Outro alvo é Márcia Gama, esposa de Marcinho VP, considerada foragida. Segundo a Polícia Civil, ela teria papel estratégico na mediação de interesses da organização criminosa e na circulação de informações entre faccionados.

Márcia é mãe do cantor Oruam, nome artístico de Mauro Davi Nepomuceno, que já esteve no radar da Justiça por sucessivas violações das regras da tornozeleira eletrônica.

As investigações também indicam que o Comando Vermelho mantém uma estrutura organizada com conselhos nacionais e regionais responsáveis por decisões estratégicas e articulação entre integrantes em diferentes estados.

A polícia ainda apura possíveis conexões entre a facção e o Primeiro Comando da Capital (PCC). A operação segue em andamento e novas prisões não estão descartadas.

Suspeita de negociação política

O vereador Salvino Oliveira é investigado por supostamente manter contato direto com o traficante Edgar Alves de Andrade, conhecido como Doca, apontado pela polícia como uma das principais lideranças do Comando Vermelho em liberdade.

Segundo as investigações, o parlamentar teria solicitado autorização ao grupo criminoso para realizar campanha eleitoral na comunidade da Gardênia Azul, área dominada pela facção.

Em troca, de acordo com a apuração policial, ele teria articulado benefícios à região e a integrantes do grupo. Um dos episódios citados envolve a instalação de quiosques na comunidade, cuja escolha de parte dos beneficiários teria sido definida por integrantes da facção, sem processo público formal.

Ao chegar preso à Cidade da Polícia, no Rio, Salvino afirmou ser vítima da situação e declarou à imprensa que estaria envolvido em “uma briga que não é sua”.
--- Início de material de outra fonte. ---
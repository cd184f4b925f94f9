//! Tag, tagged message and tag query models.

use std::fmt;
use std::str::FromStr;

use serde::{Deserialize, Serialize};

/// Boolean combinator for multi-tag retrieval.
#[derive(Debug, Clone, Copy, PartialEq, Eq, Serialize, Deserialize)]
#[serde(rename_all = "UPPERCASE")]
pub enum TagOperation {
    And,
    Or,
}

impl TagOperation {
    pub fn as_str(&self) -> &'static str {
        match self {
            TagOperation::And => "AND",
            TagOperation::Or => "OR",
        }
    }
}

impl FromStr for TagOperation {
    type Err = String;

    fn from_str(s: &str) -> Result<Self, Self::Err> {
        match s.to_ascii_uppercase().as_str() {
            "AND" => Ok(TagOperation::And),
            "OR" => Ok(TagOperation::Or),
            other => Err(format!("Unknown tag operation '{}'", other)),
        }
    }
}

impl fmt::Display for TagOperation {
    fn fmt(&self, f: &mut fmt::Formatter<'_>) -> fmt::Result {
        f.write_str(self.as_str())
    }
}

/// A message found by tag, annotated with the matching tags it carries.
///
/// The message body lives on the chat platform; only its id is stored here.
#[derive(Debug, Clone, PartialEq, Eq, Serialize, Deserialize)]
#[serde(rename_all = "camelCase")]
pub struct TaggedMessage {
    pub message_id: String,
    pub chat_id: i64,
    pub tags: Vec<String>,
}

/// Query string for message retrieval: `?tags=a&tags=b&op=AND`.
///
/// Every `tags` parameter is one tag name, taken verbatim.
#[derive(Debug, Clone, Default, PartialEq)]
pub struct MessagesQuery {
    pub tags: Vec<String>,
    pub op: Option<String>,
}

impl MessagesQuery {
    /// Collect the raw query pairs; blank names and unknown keys are ignored.
    pub fn from_params(params: Vec<(String, String)>) -> Self {
        let mut query = Self::default();
        for (key, value) in params {
            match key.as_str() {
                "tags" if !value.trim().is_empty() => query.tags.push(value),
                "op" => query.op = Some(value),
                _ => {}
            }
        }
        query
    }
}

/// Request body for adding tags to one message.
#[derive(Debug, Clone, Deserialize)]
#[serde(rename_all = "camelCase")]
pub struct AddTagsRequest {
    pub tags: Vec<String>,
}

/// Request body for tagging several messages with one tag.
#[derive(Debug, Clone, Deserialize)]
#[serde(rename_all = "camelCase")]
pub struct TagMessagesRequest {
    pub message_ids: Vec<String>,
}

/// Request body for tagging several messages with several tags.
#[derive(Debug, Clone, Deserialize)]
#[serde(rename_all = "camelCase")]
pub struct BulkTagRequest {
    pub message_ids: Vec<String>,
    pub tags: Vec<String>,
}

/// Request body for renaming a tag or swapping it on a message.
#[derive(Debug, Clone, Deserialize)]
#[serde(rename_all = "camelCase")]
pub struct RenameTagRequest {
    pub new_name: String,
}
use actix_web::{web, HttpResponse, Responder};
use tokio::sync::oneshot;

use crate::error::ServerError;
use crate::server::{ServerCommand, ServerStatus, ServerTx};

pub fn configure_status_handlers(cfg: &mut web::ServiceConfig) {
    cfg.service(web::resource("/status").route(web::get().to(get)));
}

async fn get(srv_tx: web::Data<ServerTx>) -> Result<impl Responder, ServerError> {
    let (tx, rx) = oneshot::channel::<ServerStatus>();
    srv_tx
        .send(ServerCommand::GetStatus { tx })
        .map_err(|_| ServerError::Stopped)?;
    let status = rx.await.map_err(|_| ServerError::Stopped)?;
    Ok(HttpResponse::Ok().json(status))
}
O vereador está no primeiro mandato e anteriormente ocupou o cargo de secretário especial da Juventude na gestão do prefeito Eduardo Paes entre 2021 e 2024.

Estrutura 

De acordo com a Polícia Civil, a investigação identificou uma estrutura complexa dentro do Comando Vermelho, com conselhos nacionais e regionais responsáveis por decisões estratégicas e articulação entre estados.

Ainda conforme os investigadores, o traficante Marcinho VP, preso há cerca de três décadas, continua exercendo influência na organização criminosa.

Segundo informações divulgadas pela polícia e de acordo com o portal de notícias UOL, ele ainda é apontado como integrante central do chamado “conselho federal permanente” da facção, responsável por decisões estratégicas do grupo.

As autoridades também investigam indícios de cooperação entre organizações criminosas de diferentes estados, incluindo possíveis conexões entre o Comando Vermelho e o Primeiro Comando da Capital (PCC).

A operação segue em andamento e novas prisões não estão descartadas.

Marcinho VP 

Márcio Nepomuceno, o Marcinho VP, é apontado com nome proeminente da criminalidade do Rio de Janeiro há quase três décadas, sendo um dos principais chefes do Comando Vermelho, ao lado de Fernandinho Beira Mar.

Preso desde 1996 , ele está em penitenciárias federais desde 2010, atualmente em Campo Grande.

No entanto, o encarceramento não impediu que Marcinho VP continuasse no mundo no crime. Mesmo de dentro do presídio, ele ordenou uma série de crimes que foram cometidos por outros faccionados. Nos últimos 14 anos, ele cumpre pena em unidades federais.

Em novembro de 2024, o Tribunal de Justiça do Rio de Janeiro, por meio da Vara de Execuções Penais, autorizou a renovação, por mais três anos, da permanência de Marcinho VP no sistema penitenciário federal.

Na decisão, o juiz afirmou que a manutenção de Marcinho VP no sistema federal segue necessária para dificultar articulações criminosas no Rio de Janeiro.

A decisão cita a megaoperação deflagrada em 28 de outubro de 2024 nos complexos do Alemão e da Penha, áreas consideradas reduto de Marcinho VP, para alertar sobre o "risco do retorno do apenado ao sistema penal do estado".

O histórico de transgressões do líder do Comando Vermelho também foi apontado como motivo pela sua permanência. 

A Justiça considerou que a lei permite a renovação do prazo de permanência por um novo período, caso permaneçam os motivos da transferência. No caso de Marcinho VP, o interesse coletivo de segurança pública.